En France, les petits arrangements avec les lois et les règles sont considérés comme chics et romantiques. Ils marquent le côté rebelle de leurs auteurs qui se sentent ainsi des Danton de circonstance, des Rimbaud de quartier, des Jean Moulin d’opérette. Cela rassure à peu de frais ; en ne respectant pas les règles on se croit à l’écart des sentiers battus, au-dessus de la masse, mais on est bien content de bénéficier de ces règles lorsqu’elle vous protège.
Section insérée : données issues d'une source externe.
//! Recursive-descent parser for one statement per line.
//!
//! ```text
//! statement := 'let' NAME '=' expr | 'print' expr
//! expr      := term (('+' | '-') term)*
//! term      := unary (('*' | '/') unary)*
//! unary     := '-' unary | primary
//! primary   := INT | NAME | '(' expr ')'
//! ```
//!
//! Parsing stops at the first error on a line. Expressions deeper than
//! [`MAX_NESTING`] levels are rejected so later passes can recurse freely.

use crate::error::SyntaxError;
use crate::lexer::{LexedLine, Token, TokenKind};
use crate::program::{BinOp, Expr, Span, Statement, StatementKind};

/// Deepest expression tree (and parenthesis or unary nesting) accepted.
pub const MAX_NESTING: u32 = 256;

const TOO_DEEP: &str = "expression nested too deeply";

/// A parsed subexpression with its tree height.
type Sub = (Expr, u32);

struct LineParser<'a> {
    tokens: &'a [Token],
    pos: usize,
    end_col: u32,
    depth: u32,
}

impl<'a> LineParser<'a> {
    fn peek(&self) -> Option<&'a Token> {
        self.tokens.get(self.pos)
    }

    fn bump(&mut self) -> Option<&'a Token> {
        let token = self.tokens.get(self.pos)?;
        self.pos += 1;
        Some(token)
    }

    fn eat(&mut self, kind: &TokenKind) -> bool {
        if self.peek().is_some_and(|t| t.kind == *kind) {
            self.pos += 1;
            true
        } else {
            false
        }
    }

    /// Error anchored at the current token, or at end of line.
    fn error_here(&self, message: impl Into<String>) -> SyntaxError {
        match self.peek() {
            Some(t) => SyntaxError::new(message, t.col, t.width),
            None => SyntaxError::new(message, self.end_col, 1),
        }
    }

    fn statement(&mut self) -> Result<StatementKind, SyntaxError> {
        let Some(first) = self.bump() else {
            return Err(self.error_here("expected 'let' or 'print'"));
        };
        let kind = match &first.kind {
            TokenKind::Let => {
                let (name, name_span) = match self.peek() {
                    Some(Token {
                        kind: TokenKind::Ident(name),
                        col,
                        width,
                    }) => {
                        self.pos += 1;
                        (
                            name.clone(),
                            Span {
                                col: *col,
                                width: *width,
                            },
                        )
                    }
                    _ => return Err(self.error_here("expected binding name after 'let'")),
                };
                if !self.eat(&TokenKind::Equals) {
                    return Err(self.error_here("expected '=' after binding name"));
                }
                let value = self.expr()?;
                StatementKind::Let {
                    name,
                    name_span,
                    value,
                }
            }
            TokenKind::Print => StatementKind::Print { value: self.expr()? },
            other => {
                return Err(SyntaxError::new(
                    format!("expected 'let' or 'print', found {other}"),
                    first.col,
                    first.width,
                ))
            }
        };
        if let Some(extra) = self.peek() {
            return Err(SyntaxError::new(
                format!("unexpected {} after expression", extra.kind),
                extra.col,
                extra.width,
            ));
        }
        Ok(kind)
    }

    fn expr(&mut self) -> Result<Expr, SyntaxError> {
        self.sum().map(|(expr, _)| expr)
    }

    /// Enters one level of parenthesis or unary nesting.
    fn nest(&mut self, at: &Token) -> Result<(), SyntaxError> {
        if self.depth >= MAX_NESTING {
            return Err(SyntaxError::new(TOO_DEEP, at.col, at.width));
        }
        self.depth += 1;
        Ok(())
    }

    fn binary(op: BinOp, at: &Token, lhs: Sub, rhs: Sub) -> Result<Sub, SyntaxError> {
        let height = lhs.1.max(rhs.1) + 1;
        if height > MAX_NESTING {
            return Err(SyntaxError::new(TOO_DEEP, at.col, at.width));
        }
        let expr = Expr::Binary {
            op,
            lhs: Box::new(lhs.0),
            rhs: Box::new(rhs.0),
        };
        Ok((expr, height))
    }

    fn sum(&mut self) -> Result<Sub, SyntaxError> {
        let mut lhs = self.term()?;
        loop {
            let Some(at) = self.peek() else {
                return Ok(lhs);
            };
            let op = match at.kind {
                TokenKind::Plus => BinOp::Add,
                TokenKind::Minus => BinOp::Sub,
                _ => return Ok(lhs),
            };
            self.pos += 1;
            let rhs = self.term()?;
            lhs = Self::binary(op, at, lhs, rhs)?;
        }
    }

    fn term(&mut self) -> Result<Sub, SyntaxError> {
        let mut lhs = self.unary()?;
        loop {
            let Some(at) = self.peek() else {
                return Ok(lhs);
            };
            let op = match at.kind {
                TokenKind::Star => BinOp::Mul,
                TokenKind::Slash => BinOp::Div,
                _ => return Ok(lhs),
            };
            self.pos += 1;
            let rhs = self.unary()?;
            lhs = Self::binary(op, at, lhs, rhs)?;
        }
    }

    fn unary(&mut self) -> Result<Sub, SyntaxError> {
        match self.peek() {
            Some(at) if at.kind == TokenKind::Minus => {
                self.pos += 1;
                self.nest(at)?;
                let operand = self.unary();
                self.depth -= 1;
                let (inner, height) = operand?;
                if height >= MAX_NESTING {
                    return Err(SyntaxError::new(TOO_DEEP, at.col, at.width));
                }
                Ok((Expr::Neg(Box::new(inner)), height + 1))
            }
            _ => self.primary(),
        }
    }

    fn primary(&mut self) -> Result<Sub, SyntaxError> {
        let Some(token) = self.peek() else {
            return Err(self.error_here("unexpected end of expression"));
        };
        let span = Span {
            col: token.col,
            width: token.width,
        };
        match &token.kind {
            TokenKind::Int(digits) => {
                self.pos += 1;
                let value = digits.parse::<i64>().map_err(|_| {
                    SyntaxError::new("integer literal out of range", span.col, span.width)
                })?;
                Ok((Expr::Int { value, span }, 1))
            }
            TokenKind::Ident(name) => {
                self.pos += 1;
                let name = name.clone();
                Ok((Expr::Name { name, span }, 1))
            }
            TokenKind::LParen => {
                self.pos += 1;
                self.nest(token)?;
                let inner = self.sum();
                self.depth -= 1;
                let inner = inner?;
                if !self.eat(&TokenKind::RParen) {
                    return Err(self.error_here("expected ')'"));
                }
                Ok(inner)
            }
            other => Err(SyntaxError::new(
                format!("expected expression, found {other}"),
                span.col,
                span.width,
            )),
        }
    }
}

/// Parses a lexed line. Blank and comment-only lines yield `Ok(None)`.
pub fn parse_line(lexed: &LexedLine, line: u32) -> Result<Option<Statement>, SyntaxError> {
    if lexed.tokens.is_empty() {
        return Ok(None);
    }
    let mut parser = LineParser {
        tokens: &lexed.tokens,
        pos: 0,
        end_col: lexed.end_col,
        depth: 0,
    };
    let kind = parser.statement()?;
    Ok(Some(Statement {
        line,
        text: lexed.code.clone(),
        kind,
    }))
}

#[cfg(test)]
mod tests {
    use super::*;
    use crate::lexer::lex_line;

    fn parse(src: &str) -> Result<Option<Statement>, SyntaxError> {
        parse_line(&lex_line(src, 4).unwrap(), 1)
    }

    fn err(src: &str) -> (String, u32, u32) {
        let e = parse(src).unwrap_err();
        (e.message, e.col, e.width)
    }

    #[test]
    fn blank_and_comment_lines_are_skipped() {
        assert_eq!(parse("").unwrap(), None);
        assert_eq!(parse("   # just a note").unwrap(), None);
    }

    #[test]
    fn precedence_binds_multiplication_tighter() {
        let stmt = parse("print 1 + 2 * -x").unwrap().unwrap();
        let StatementKind::Print { value } = stmt.kind else {
            panic!("expected print");
        };
        match value {
            Expr::Binary {
                op: BinOp::Add,
                rhs,
                ..
            } => assert!(matches!(*rhs, Expr::Binary { op: BinOp::Mul, .. })),
            other => panic!("unexpected tree {other:?}"),
        }
    }

    #[test]
    fn statement_text_drops_the_comment() {
        let stmt = parse("  let total = (a + b) / 2  # average").unwrap().unwrap();
        assert_eq!(stmt.text, "let total = (a + b) / 2");
        assert_eq!(stmt.binds(), Some("total"));
        let names: Vec<&str> = stmt.value().names().into_iter().map(|(n, _)| n).collect();
        assert_eq!(names, ["a", "b"]);
    }

    #[test]
    fn syntax_errors_are_anchored() {
        assert_eq!(err("let y = x +"), ("unexpected end of expression".into(), 12, 1));
        assert_eq!(err("print )"), ("expected expression, found ')'".into(), 7, 1));
        assert_eq!(err("let = 1"), ("expected binding name after 'let'".into(), 5, 1));
        assert_eq!(err("let print = 1"), ("expected binding name after 'let'".into(), 5, 5));
        assert_eq!(err("let x 1"), ("expected '=' after binding name".into(), 7, 1));
        assert_eq!(err("print (1 + 2"), ("expected ')'".into(), 13, 1));
        assert_eq!(err("print 1 2"), ("unexpected '2' after expression".into(), 9, 1));
        assert_eq!(err("x = 1"), ("expected 'let' or 'print', found 'x'".into(), 1, 1));
        assert_eq!(
            err("print 99999999999999999999"),
            ("integer literal out of range".into(), 7, 20)
        );
    }

    fn nested(open: &str, depth: usize, close: &str) -> String {
        format!("print {}1{}", open.repeat(depth), close.repeat(depth))
    }

    #[test]
    fn nesting_up_to_the_limit_parses() {
        assert!(parse(&nested("(", 256, ")")).unwrap().is_some());
        // Each '-' adds a level above the literal.
        assert!(parse(&nested("-", 255, "")).unwrap().is_some());
        let chain = format!("print 1{}", "+1".repeat(255));
        assert!(parse(&chain).unwrap().is_some());
    }

    #[test]
    fn nesting_past_the_limit_is_a_syntax_error() {
        // "print " occupies columns 1..=6, so the 257th opener sits at 263.
        let too_deep = ("expression nested too deeply".to_string(), 263, 1);
        assert_eq!(err(&nested("(", 257, ")")), too_deep);
        assert_eq!(err(&nested("-", 300, "")), too_deep);
        // The 256th '+' would make the tree 257 levels high.
        let chain = format!("print 1{}", "+1".repeat(300));
        assert_eq!(err(&chain), ("expression nested too deeply".into(), 518, 1));
    }
}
Dans des situations dramatiques comme l’occupation de la France par les Allemands, bien malin qui peut prévoir qui d’entre nous sera résistant et qui sera collabo. Les actuels contrevenants-chics se rassurent en se disant que le fait qu’ils refusent de traverser dans les clous, leur comportement « rebelle » d’aujourd’hui, sans véritable risque, les classerait bien entendu dans le camp des résistants à l’oppression. Rien n’est évidemment écrit d’avance et le mieux est de faire preuve de modestie en la matière.